A faithful transcription of all the data is required.

PROVIDED RECORDS Start Marker

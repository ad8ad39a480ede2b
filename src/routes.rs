// routes.rs
use std::sync::Arc;

use axum::{middleware, routing::get, Extension, Json, Router};
use serde_json::json;
use tower_http::trace::TraceLayer;

use crate::{
    handler::{
        auth::auth_handler, enrollments::enrollments_handler, plans::plans_handler,
        services::services_handler, users::users_handler,
    },
    middleware::auth,
    AppState,
};

async fn health_check() -> Json<serde_json::Value> {
    Json(json!({
        "status": "ok",
        "message": "Server is running"
    }))
}

pub fn create_router(app_state: Arc<AppState>) -> Router {
    let api_route = Router::new()
        .nest("/auth", auth_handler())
        .nest("/users", users_handler().layer(middleware::from_fn(auth)))
        .nest("/services", services_handler())
        .nest("/plans", plans_handler())
        .nest(
            "/enrollments",
            enrollments_handler().layer(middleware::from_fn(auth)),
        )
        .layer(TraceLayer::new_for_http())
        .layer(Extension(app_state));

    Router::new()
        .route("/health", get(health_check))
        .nest("/api", api_route)
}
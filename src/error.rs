use std::fmt;

use axum::{
    http::StatusCode,
    response::{IntoResponse, Response},
    Json,
};
use serde::{Deserialize, Serialize};

#[derive(Debug, Serialize, Deserialize)]
pub struct ErrorResponse {
    pub status: String,
    pub message: String,
}

impl fmt::Display for ErrorResponse {
    fn fmt(&self, f: &mut fmt::Formatter<'_>) -> fmt::Result {
        write!(f, "{}", serde_json::to_string(&self).map_err(|_| fmt::Error)?)
    }
}

#[derive(Debug, PartialEq)]
pub enum ErrorMessage {
    ServerError,
    InvalidToken,
    TokenNotProvided,
    UserNotAuthenticated,
    PermissionDenied,
}

impl fmt::Display for ErrorMessage {
    fn fmt(&self, f: &mut fmt::Formatter<'_>) -> fmt::Result {
        f.write_str(self.to_str())
    }
}

impl ErrorMessage {
    fn to_str(&self) -> &'static str {
        match self {
            ErrorMessage::ServerError => "Server Error. Please try again later",
            ErrorMessage::InvalidToken => "Authentication token is invalid or expired",
            ErrorMessage::TokenNotProvided => "You are not logged in, please provide a token",
            ErrorMessage::UserNotAuthenticated => "Authentication required. Please log in.",
            ErrorMessage::PermissionDenied => "You are not allowed to perform this action",
        }
    }
}

#[derive(Debug, Clone)]
pub struct HttpError {
    pub message: String,
    pub status: StatusCode,
}

impl HttpError {
    pub fn new(message: impl Into<String>, status: StatusCode) -> Self {
        HttpError {
            message: message.into(),
            status,
        }
    }

    pub fn server_error(message: impl Into<String>) -> Self {
        HttpError::new(message, StatusCode::INTERNAL_SERVER_ERROR)
    }

    pub fn bad_request(message: impl Into<String>) -> Self {
        HttpError::new(message, StatusCode::BAD_REQUEST)
    }

    pub fn unauthorized(message: impl Into<String>) -> Self {
        HttpError::new(message, StatusCode::UNAUTHORIZED)
    }

    pub fn forbidden(message: impl Into<String>) -> Self {
        HttpError::new(message, StatusCode::FORBIDDEN)
    }

    pub fn into_http_response(self) -> Response {
        let json_response = Json(ErrorResponse {
            status: "fail".to_string(),
            message: self.message.clone(),
        });

        (self.status, json_response).into_response()
    }
}

impl fmt::Display for HttpError {
    fn fmt(&self, f: &mut fmt::Formatter<'_>) -> fmt::Result {
        write!(
            f,
            "HttpError: message: {}, status: {}",
            self.message, self.status
        )
    }
}

impl std::error::Error for HttpError {}

impl IntoResponse for HttpError {
    fn into_response(self) -> Response {
        self.into_http_response()
    }
}

impl From<sqlx::Error> for HttpError {
    fn from(error: sqlx::Error) -> Self {
        tracing::error!("database error: {}", error);
        HttpError::server_error(ErrorMessage::ServerError.to_string())
    }
}
pub mod auth;
pub mod enrollments;
pub mod plans;
pub mod services;
pub mod users;
use std::sync::Arc;

use uuid::Uuid;
use validator::Validate;

use crate::{
    db::Store,
    dtos::servicedtos::{CreateServiceDto, UpdateServiceDto},
    models::{servicemodel::Service, usermodel::User},
};

use super::{access::require_admin, error::ServiceError};

pub struct CatalogService {
    db_client: Arc<dyn Store>,
}

impl CatalogService {
    pub fn new(db_client: Arc<dyn Store>) -> Self {
        Self { db_client }
    }

    pub async fn list_services(&self) -> Result<Vec<Service>, ServiceError> {
        Ok(self.db_client.get_services().await?)
    }

    pub async fn get_service(&self, service_id: Uuid) -> Result<Service, ServiceError> {
        self.db_client
            .get_service(service_id)
            .await?
            .ok_or(ServiceError::ServiceNotFound(service_id))
    }

    pub async fn create_service(
        &self,
        actor: &User,
        body: CreateServiceDto,
    ) -> Result<Service, ServiceError> {
        require_admin(actor)?;
        body.validate()
            .map_err(|e| ServiceError::Validation(e.to_string()))?;

        let service = self.db_client.create_service(body.into()).await?;
        tracing::info!("Service {} created by {}", service.id, actor.id);
        Ok(service)
    }

    pub async fn update_service(
        &self,
        actor: &User,
        service_id: Uuid,
        body: UpdateServiceDto,
    ) -> Result<Service, ServiceError> {
        require_admin(actor)?;
        body.validate()
            .map_err(|e| ServiceError::Validation(e.to_string()))?;

        self.get_service(service_id).await?;

        self.db_client
            .update_service(service_id, body.into())
            .await
            .map_err(|e| match e {
                sqlx::Error::RowNotFound => ServiceError::ServiceNotFound(service_id),
                e => ServiceError::Database(e),
            })
    }

    /// Removes the service together with its plans. Enrollments keep their ids.
    pub async fn delete_service(&self, actor: &User, service_id: Uuid) -> Result<(), ServiceError> {
        require_admin(actor)?;
        self.get_service(service_id).await?;

        self.db_client.delete_service(service_id).await?;
        tracing::info!("Service {} deleted by {}", service_id, actor.id);
        Ok(())
    }
}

PROVIDED RECORDS End Marker

__EXERCISE OUTPUT__
repository ad8ad39a480ede2b
filename src/routes.rs
// routes.rs
use std::sync::Arc;

use axum::{middleware, routing::get, Extension, Json, Router};
use serde_json::json;
use tower_http::trace::TraceLayer;

use crate::{
    handler::{
        auth::auth_handler, enrollments::enrollments_handler, plans::plans_handler,
        services::services_handler, users::users_handler,
    },
    middleware::auth,
    AppState,
};

async fn health_check() -> Json<serde_json::Value> {
    Json(json!({
        "status": "ok",
        "message": "Server is running"
    }))
}

pub fn create_router(app_state: Arc<AppState>) -> Router {
    let api_route = Router::new()
        .nest("/auth", auth_handler())
        .nest("/users", users_handler().layer(middleware::from_fn(auth)))
        .nest("/services", services_handler())
        .nest("/plans", plans_handler())
        .nest(
            "/enrollments",
            enrollments_handler().layer(middleware::from_fn(auth)),
        )
        .layer(TraceLayer::new_for_http())
        .layer(Extension(app_state));

    Router::new()
        .route("/health", get(health_check))
        .nest("/api", api_route)
}
filename src/error.rs
use std::fmt;

use axum::{
    http::StatusCode,
    response::{IntoResponse, Response},
    Json,
};
use serde::{Deserialize, Serialize};

#[derive(Debug, Serialize, Deserialize)]
pub struct ErrorResponse {
    pub status: String,
    pub message: String,
}

impl fmt::Display for ErrorResponse {
    fn fmt(&self, f: &mut fmt::Formatter<'_>) -> fmt::Result {
        write!(f, "{}", serde_json::to_string(&self).map_err(|_| fmt::Error)?)
    }
}

#[derive(Debug, PartialEq)]
pub enum ErrorMessage {
    ServerError,
    InvalidToken,
    TokenNotProvided,
    UserNotAuthenticated,
    PermissionDenied,
}

impl fmt::Display for ErrorMessage {
    fn fmt(&self, f: &mut fmt::Formatter<'_>) -> fmt::Result {
        f.write_str(self.to_str())
    }
}

impl ErrorMessage {
    fn to_str(&self) -> &'static str {
        match self {
            ErrorMessage::ServerError => "Server Error. Please try again later",
            ErrorMessage::InvalidToken => "Authentication token is invalid or expired",
            ErrorMessage::TokenNotProvided => "You are not logged in, please provide a token",
            ErrorMessage::UserNotAuthenticated => "Authentication required. Please log in.",
            ErrorMessage::PermissionDenied => "You are not allowed to perform this action",
        }
    }
}

#[derive(Debug, Clone)]
pub struct HttpError {
    pub message: String,
    pub status: StatusCode,
}

impl HttpError {
    pub fn new(message: impl Into<String>, status: StatusCode) -> Self {
        HttpError {
            message: message.into(),
            status,
        }
    }

    pub fn server_error(message: impl Into<String>) -> Self {
        HttpError::new(message, StatusCode::INTERNAL_SERVER_ERROR)
    }

    pub fn bad_request(message: impl Into<String>) -> Self {
        HttpError::new(message, StatusCode::BAD_REQUEST)
    }

    pub fn unauthorized(message: impl Into<String>) -> Self {
        HttpError::new(message, StatusCode::UNAUTHORIZED)
    }

    pub fn forbidden(message: impl Into<String>) -> Self {
        HttpError::new(message, StatusCode::FORBIDDEN)
    }

    pub fn into_http_response(self) -> Response {
        let json_response = Json(ErrorResponse {
            status: "fail".to_string(),
            message: self.message.clone(),
        });

        (self.status, json_response).into_response()
    }
}

impl fmt::Display for HttpError {
    fn fmt(&self, f: &mut fmt::Formatter<'_>) -> fmt::Result {
        write!(
            f,
            "HttpError: message: {}, status: {}",
            self.message, self.status
        )
    }
}

impl std::error::Error for HttpError {}

impl IntoResponse for HttpError {
    fn into_response(self) -> Response {
        self.into_http_response()
    }
}

impl From<sqlx::Error> for HttpError {
    fn from(error: sqlx::Error) -> Self {
        tracing::error!("database error: {}", error);
        HttpError::server_error(ErrorMessage::ServerError.to_string())
    }
}
pub mod auth;
pub mod enrollments;
pub mod plans;
pub mod services;
pub mod users;
use std::sync::Arc;

use uuid::Uuid;
use validator::Validate;

use crate::{
    db::Store,
    dtos::servicedtos::{CreateServiceDto, UpdateServiceDto},
    models::{servicemodel::Service, usermodel::User},
};

use super::{access::require_admin, error::ServiceError};

pub struct CatalogService {
    db_client: Arc<dyn Store>,
}

impl CatalogService {
    pub fn new(db_client: Arc<dyn Store>) -> Self {
        Self { db_client }
    }

    pub async fn list_services(&self) -> Result<Vec<Service>, ServiceError> {
        Ok(self.db_client.get_services().await?)
    }

    pub async fn get_service(&self, service_id: Uuid) -> Result<Service, ServiceError> {
        self.db_client
            .get_service(service_id)
            .await?
            .ok_or(ServiceError::ServiceNotFound(service_id))
    }

    pub async fn create_service(
        &self,
        actor: &User,
        body: CreateServiceDto,
    ) -> Result<Service, ServiceError> {
        require_admin(actor)?;
        body.validate()
            .map_err(|e| ServiceError::Validation(e.to_string()))?;

        let service = self.db_client.create_service(body.into()).await?;
        tracing::info!("Service {} created by {}", service.id, actor.id);
        Ok(service)
    }

    pub async fn update_service(
        &self,
        actor: &User,
        service_id: Uuid,
        body: UpdateServiceDto,
    ) -> Result<Service, ServiceError> {
        require_admin(actor)?;
        body.validate()
            .map_err(|e| ServiceError::Validation(e.to_string()))?;

        self.get_service(service_id).await?;

        self.db_client
            .update_service(service_id, body.into())
            .await
            .map_err(|e| match e {
                sqlx::Error::RowNotFound => ServiceError::ServiceNotFound(service_id),
                e => ServiceError::Database(e),
            })
    }

    /// Removes the service together with its plans. Enrollments keep their ids.
    pub async fn delete_service(&self, actor: &User, service_id: Uuid) -> Result<(), ServiceError> {
        require_admin(actor)?;
        self.get_service(service_id).await?;

        self.db_client.delete_service(service_id).await?;
        tracing::info!("Service {} deleted by {}", service_id, actor.id);
        Ok(())
    }
}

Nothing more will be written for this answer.